Seed amplification assay data analysis

For TauK18 and TauK19, reactions were considered positive if ThT fluorescence exceeded the threshold, set at 10000 AU, chosen as the one that best distinguished samples of PSP/CBD from the others. The cut-off time was set at 7 h for TauK18 and 18 h for TauK19. For α-Synuclein, the ThT threshold was set at 1000 AU, and the cut-off time at 18 h, chosen as the one that best distinguished PD/MSA from HC.

A sample was considered positive if at least 2 out of 3 replicate wells exceeded this threshold. Tau-SAA end-point fluorescence, lag time, and T50 were analyzed. Seeding score was calculated as the ratio of positive replicates out of 3 in ankle and cervical sites49. Total seeding score was calculated as the ratio of positive replicates in both ankle and cervical sites.

Proteinase K digestion and Western Blot

20 μl of final TauK18-SAA products were treated with 100 μg/mL of PK (Invitrogen) for 1 hour at 37 °C under shaking (500 rpm). Digestion was stopped directly by adding LDS-PAGE loading buffer (Bolt™ LDS Sample Buffer and Dithiothreitol (DTT), Thermo Scientific) at 100 °C for 10 min.

Samples were loaded into 12% Bolt Bis-Tris Plus gels (Invitrogen), and proteins were separated using SDS-PAGE and then transferred onto polyvinylidene difluoride membranes (PVDF Immobilon-P, Millipore). After the incubation with 5% (weight/volume) non-fat dry milk (Santa Cruz) for 1 h at room temperature under shaking, the PVDF membrane was incubated overnight at 4 °C under shaking with RD4 antibody (4-repeat isoform tau mouse monoclonal antibody, clone 1E1/A6, ThermoFischer Scientific) to visualize final SAA products. Finally, membranes were incubated with anti-mouse secondary antibody conjugated with horseradish peroxidase (GE) and developed with chemiluminescent system (ECL Prime, GE Healthcare Amersham). Reactions were visualized using Chemidoc MP Imaging System (Biorad).

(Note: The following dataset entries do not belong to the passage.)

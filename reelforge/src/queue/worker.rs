//! Stage job execution: the per-item lock, the three-step commit, and
//! failure classification live here.

use super::queues::QueuedJob;
use crate::adapters::{AdapterSet, StageContext, StageOutcome, StageOutput};
use crate::config::Settings;
use crate::dashboard::{DashboardClient, DashboardError, RowPatch, RowStatus};
use crate::registry;
use crate::resilience::CallError;
use crate::state::{classify_failure, Item, ItemFailure, ItemState, Stage, StateDb};
use crate::store::{ArtifactStore, ItemLockGuard, ItemLocks};
use crate::telemetry::{redact_text, PipelineMetrics};
use chrono::Utc;
use dashmap::DashMap;
use std::sync::Arc;
use std::time::{Duration, Instant};
use tokio::sync::Mutex;
use tokio_util::sync::CancellationToken;
use tracing::{debug, error, info, warn};

/// Breaker cool-down used for `circuit_open` requeue delays; matches the
/// resilient layer's default.
const BREAKER_COOLDOWN: Duration = Duration::from_secs(30);

/// Everything a worker needs, shared across all pools.
#[derive(Clone)]
pub struct WorkerDeps {
    pub db: Arc<StateDb>,
    pub dashboard: Arc<dyn DashboardClient>,
    pub locks: Arc<ItemLocks>,
    pub store: Arc<ArtifactStore>,
    pub adapters: Arc<AdapterSet>,
    pub settings: Arc<Settings>,
    pub metrics: Arc<PipelineMetrics>,
    pub in_flight: Arc<DashMap<(String, Stage), ()>>,
}

/// Runs one stage's worker pool until shutdown.
///
/// Workers share the stage receiver; each takes one job at a time and runs
/// it to completion, so pool size is the stage's parallelism bound.
pub async fn run_stage_pool(
    stage: Stage,
    receiver: tokio::sync::mpsc::Receiver<QueuedJob>,
    deps: WorkerDeps,
    shutdown: CancellationToken,
) {
    let workers = deps.settings.workers_for(stage);
    let receiver = Arc::new(Mutex::new(receiver));
    let mut handles = Vec::with_capacity(workers);

    for worker_index in 0..workers {
        let receiver = Arc::clone(&receiver);
        let deps = deps.clone();
        let shutdown = shutdown.clone();
        handles.push(tokio::spawn(async move {
            loop {
                let job = {
                    let mut rx = receiver.lock().await;
                    tokio::select! {
                        biased;
                        _ = shutdown.cancelled() => None,
                        job = rx.recv() => job,
                    }
                };
                let Some(job) = job else { break };
                execute_job(&deps, &job, &shutdown).await;
                deps.in_flight.remove(&(job.item_id.clone(), job.stage));
            }
            debug!(stage = %stage, worker = worker_index, "worker stopped");
        }));
    }

    for handle in handles {
        // A panicking worker must not take its peers down; the pool keeps
        // draining and the panic surfaces in the logs.
        if let Err(e) = handle.await {
            error!(stage = %stage, error = %e, "worker task panicked");
        }
    }
}

/// Stage wall-clock budget: the class deadline times the attempt budget
/// covers the adapter's own internal retries.
fn stage_budget(stage: Stage) -> Duration {
    let spec = registry::spec(stage);
    spec.operation_class
        .overall_timeout()
        .saturating_mul(spec.max_attempts)
}

/// Executes one job end to end: lock, dispatch-commit, adapter run,
/// completion- or failure-commit.
pub async fn execute_job(deps: &WorkerDeps, job: &QueuedJob, shutdown: &CancellationToken) {
    let stage = job.stage;
    let guard = deps.locks.acquire(&job.item_id).await;

    let Some(mut item) = deps.db.get(&job.item_id) else {
        warn!(item_id = %job.item_id, "queued item vanished from the state store");
        return;
    };

    // The item may have moved on between discovery and now
    let spec = registry::spec(stage);
    if !spec.is_ready(&item, Utc::now()) {
        debug!(item_id = %item.item_id, stage = %stage, state = %item.state, "job no longer eligible, skipping");
        return;
    }

    // Dispatch commit: running state locally, `In Progress` on the row.
    // Approval polls an operator edit, so it neither consumes attempts nor
    // flips the row.
    let attempt = if stage == Stage::Approval {
        1
    } else {
        let previous_label = item.state.dashboard_label();
        let running = ItemState::running(stage);
        if item.state != running {
            if !item.state.can_transition(&running) {
                warn!(item_id = %item.item_id, from = %item.state, to = %running, "refusing illegal dispatch transition");
                return;
            }
            item.state = running;
        }
        let attempt = item.record_attempt(stage);
        item.touch();
        if let Err(e) = deps.db.commit(&guard, &item) {
            error!(item_id = %item.item_id, error = %e, "dispatch commit failed");
            return;
        }
        if previous_label != item.state.dashboard_label() {
            push_row(
                deps,
                &item.item_id,
                RowPatch::status(RowStatus::InProgress),
                RowStatus::parse(previous_label),
            )
            .await;
        }
        attempt
    };

    deps.metrics.job_dispatched(stage.as_str());
    let started = Instant::now();
    let cancel = shutdown.child_token();
    let ctx = StageContext {
        store: Arc::clone(&deps.store),
        settings: Arc::clone(&deps.settings),
        metrics: Arc::clone(&deps.metrics),
        cancel: cancel.clone(),
        attempt,
    };

    let Some(adapter) = deps.adapters.adapter(stage) else {
        error!(stage = %stage, "no adapter registered for stage");
        return;
    };

    let outcome = tokio::select! {
        biased;
        _ = shutdown.cancelled() => {
            cancel.cancel();
            Err(CallError::Cancelled)
        }
        result = tokio::time::timeout(stage_budget(stage), adapter.execute(&ctx, &guard, &item)) => {
            match result {
                Ok(inner) => inner,
                Err(_) => {
                    cancel.cancel();
                    Err(CallError::Timeout { elapsed: started.elapsed() })
                }
            }
        }
    };
    let elapsed = started.elapsed();

    match outcome {
        Ok(StageOutcome::Completed(output)) => {
            commit_completion(deps, &guard, &mut item, stage, output).await;
            deps.metrics.job_succeeded(stage.as_str(), elapsed);
        }
        Ok(StageOutcome::NotReady) => {
            debug!(item_id = %item.item_id, stage = %stage, "stage not ready, no state change");
        }
        Err(CallError::Cancelled) => {
            info!(item_id = %item.item_id, stage = %stage, "job cancelled during shutdown");
        }
        Err(e) => {
            commit_failure(deps, &guard, &mut item, stage, e).await;
            deps.metrics.job_failed(stage.as_str(), elapsed);
        }
    }
}

/// Steps 2 and 3 of the commit: local state, then the dashboard. Artifacts
/// (step 1) were finalized inside the adapter.
async fn commit_completion(
    deps: &WorkerDeps,
    guard: &ItemLockGuard,
    item: &mut Item,
    stage: Stage,
    output: StageOutput,
) {
    for record in output.artifacts {
        item.put_artifact(record);
    }
    if let Some(timings) = output.timings {
        item.narration_timings = Some(timings);
    }
    if let Some(url) = output.publication_url {
        item.publication_url = Some(url);
    }

    let completed = ItemState::completed(stage);
    if !item.state.can_transition(&completed) {
        error!(item_id = %item.item_id, from = %item.state, to = %completed, "illegal completion transition");
        return;
    }
    item.state = completed;
    item.error = None;
    item.touch();

    if let Err(e) = deps.db.commit(guard, item) {
        // The artifact exists but local state does not know it yet; startup
        // reconciliation resolves exactly this window.
        error!(item_id = %item.item_id, error = %e, "completion commit failed");
        return;
    }

    let mut patch = output.patch;
    patch.status = RowStatus::parse(item.state.dashboard_label());
    push_row(deps, &item.item_id, patch, None).await;

    info!(item_id = %item.item_id, stage = %stage, state = %item.state, "stage completed");
}

/// Classifies a failure and commits the resulting state.
async fn commit_failure(
    deps: &WorkerDeps,
    guard: &ItemLockGuard,
    item: &mut Item,
    stage: Stage,
    error: CallError,
) {
    let kind = error.kind();
    let message = redact_text(&error.to_string());
    let attempts = item.attempts(stage);
    let max_attempts = registry::spec(stage).max_attempts;

    let next = classify_failure(kind, stage, attempts, max_attempts, BREAKER_COOLDOWN, Utc::now());
    let failed = matches!(next, ItemState::Failed { .. });
    if !item.state.can_transition(&next) {
        error!(item_id = %item.item_id, from = %item.state, to = %next, "illegal failure transition");
        return;
    }
    item.state = next;
    item.error = Some(ItemFailure {
        kind,
        message: message.clone(),
        stage: stage.as_str().to_string(),
        at: Utc::now(),
    });
    item.touch();

    if let Err(e) = deps.db.commit(guard, item) {
        error!(item_id = %item.item_id, error = %e, "failure commit failed");
        return;
    }

    if failed {
        let patch = RowPatch {
            status: Some(RowStatus::Failed),
            error: Some(format!("{}: {}", kind.as_str(), message)),
            ..Default::default()
        };
        push_row(deps, &item.item_id, patch, None).await;
        warn!(item_id = %item.item_id, stage = %stage, kind = kind.as_str(), attempts, "stage failed permanently");
    } else {
        info!(
            item_id = %item.item_id,
            stage = %stage,
            kind = kind.as_str(),
            attempts,
            "stage failed, requeued with backoff"
        );
    }
}

/// Pushes a row update, downgrading stale-row conflicts to an unconditional
/// retry: after approval, local state is authoritative for status.
async fn push_row(
    deps: &WorkerDeps,
    item_id: &str,
    patch: RowPatch,
    expected: Option<RowStatus>,
) {
    match deps.dashboard.update_fields(item_id, patch.clone(), expected).await {
        Ok(()) => {}
        Err(DashboardError::Stale { actual, .. }) => {
            debug!(item_id, actual = actual.as_str(), "row changed under us, overwriting");
            if let Err(e) = deps.dashboard.update_fields(item_id, patch, None).await {
                warn!(item_id, error = %e, "dashboard update failed after stale retry");
            }
        }
        Err(e) => {
            // Local state is committed; reconciliation repairs the row at
            // the next startup if the store stays unreachable.
            warn!(item_id, error = %e, "dashboard update failed");
        }
    }
}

Transmission electron microscopy

Two µL of skin TauK18-SAA end-products were dropped on a carbon film 300 mesh grid previously glow discharged. After 5 min, the excess sample was removed by filter paper, and the grid was stained with Uranyl Acetate Replacement (UAR, Electron Microscopy Sciences) diluted 1:4 in milli-Q water. After 2 min, the solution was removed, and the grid was air-dried for 30 min before the analyses. Representative images were taken using a Talos L120C electron microscope operating at 120 kV with a 4 K × 4 K Ceta CMOS Camera (FEI, Thermo Fisher Scientific).

Statistical analysis

Statistical analysis was performed using IBM SPSS Statistics 26.0. Kolmogorov–Smirnov test assessed the distribution of variables. 1-way ANOVA test with post-hoc Bonferroni’s test for multiple comparisons was used for normally distributed variables, expressed as mean ± standard deviation (SD). Kruskal-Wallis test was used for non-normally distributed variables, expressed as medians and interquartile range. χ² or Fisher’s exact tests were used for categorical variables, defined as a percentage (%). ROC curve analysis was used to evaluate the area under the curve (AUC) and compare diagnostic performances. In addition to AUC, P value, 95% confidence interval (CI), sensitivity, and specificity were reported for each ROC analysis. Correlations were evaluated by Pearson’s R test and regression curve analysis; correlations were considered strong for R between |1.0| and |0.5|, moderate between |0.5| and |0.3|, weak between |0.3 and |0.1|. Multivariate linear regression analysis, adjusted for age and sex, was performed to corroborate the significant correlations. A P-value lower than 0.05 was considered significant. The sample size of the study was dictated by the number of skin biopsies available. For clinical variables, missing data were not replaced, while tau-SAA data were available for all subjects.